As we first announced at BlizzCon last year, while everyone’s first trip through the Shadowlands is driven by a linear narrative campaign that grants access to endgame features such as covenants, world quests, and more, we want to offer players who are leveling alts a much more flexible experience. We have had a version of that experience available in Beta for the past few weeks, as alts select their covenant immediately upon first arriving in Oribos, and then can tackle the four zones in any order they choose.

However, we’ve received a couple of points of feedback that have led us to refine this approach: First, a number of testers felt like they weren’t necessarily ready to pick a covenant right away on a new class, and wished they could replay the narrative arc that let them “test drive” each of the active abilities along the way.
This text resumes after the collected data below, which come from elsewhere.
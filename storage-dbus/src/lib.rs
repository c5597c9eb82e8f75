// SPDX-License-Identifier: GPL-3.0-only

//! Block device manager client
//!
//! Talks to `org.tizen.system.deviced` on the system bus and exposes it as a
//! synchronous [`storage_contracts::DeviceManager`]. Method calls block the
//! calling thread; change signals are delivered on a dedicated thread.

pub mod manager;
pub mod record;

pub use manager::{BlockManagerProxy, DevicedBlockManager};
pub use record::{RawBlockDevice, decode_device};
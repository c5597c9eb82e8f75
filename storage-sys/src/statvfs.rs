// SPDX-License-Identifier: GPL-3.0-only

use std::io;
use std::path::Path;

use nix::sys::statvfs::statvfs;
use storage_contracts::{FilesystemStats, FsStat};

/// [`FilesystemStats`] backed by `statvfs(3)`
#[derive(Debug, Clone, Copy, Default)]
pub struct Statvfs;

impl FilesystemStats for Statvfs {
    fn stat(&self, path: &Path) -> io::Result<FsStat> {
        let stat = statvfs(path).map_err(io::Error::from)?;

        Ok(FsStat {
            block_size: stat.block_size() as u64,
            fragment_size: stat.fragment_size() as u64,
            blocks: stat.blocks() as u64,
            blocks_free: stat.blocks_free() as u64,
            blocks_available: stat.blocks_available() as u64,
        })
    }
}

#[cfg(test)]
mod tests {
    use super::*;

    #[test]
    fn stats_the_root_filesystem() {
        let stat = Statvfs.stat(Path::new("/")).expect("statvfs on /");
        assert!(stat.block_size > 0);
        assert!(stat.blocks_available <= stat.blocks);
    }

    #[test]
    fn missing_path_reports_os_error() {
        let err = Statvfs
            .stat(Path::new("/definitely/not/a/mount/point"))
            .expect_err("missing path");
        assert_eq!(err.kind(), io::ErrorKind::NotFound);
    }
}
Second, even for players who were familiar with the overall story by that point, it felt confusing or wrong to play through portions of some zone campaigns out of order or while already a member of a covenant (e.g. doing the main Revendreth arc while already being a member of Renethal’s venthyr).

In this week’s build, alts emerging from the Maw for the first time will be met in Oribos by the mysterious Fatescribe, who now offers an explicit choice between replaying the narrative arc as first-time characters experienced it, or following the threads of fate to their inevitable conclusion and beginning the journey at a point following the climactic events at the end of Revendreth’s story. Characters choosing the latter option will enter the Shadowlands in a state where the entire narrative Campaign has already been completed, with new Bonus Objectives available in locations that were previously central to the Campaign. Lucrative zone-wide objectives for each of the four zones will provide additional structure while allowing alts to roam the Shadowlands as they prefer, earning gear and experience through their choice of a zone’s side quests, bonus objectives, world quests, dungeons, or rares and treasures.

Our goal with this alt experience remains offering more flexibility than ever before on repeat playthroughs, while also allowing alts to begin making progress towards their endgame goals, earning Anima for their covenant’s reservoir or catching up on Renown so that they can hit the ground running when they reach 60. We look forward to hearing feedback on how the new experience feels!

Torghast Progression

A number of players in the past couple of months on Beta have raised concerns about what seemed like excessively lengthy introductory questlines in Torghast, which at their worst could feel like five or six successive tutorials that had to be completed before players could access the “real” feature. In a coming build (likely next week), we’re restructuring the way Torghast is unlocked, such that players can gain full access to the main wings of the tower after completing just a single introductory run that also grants access to the Runecarver. The remaining quests to locate and rescue Jaina and Thrall will be incorporated into a larger questline that spans the six main Torghast cell blocks, rewards legendary crafting materials, and eventually unlocks the Twisting Corridors section at its conclusion.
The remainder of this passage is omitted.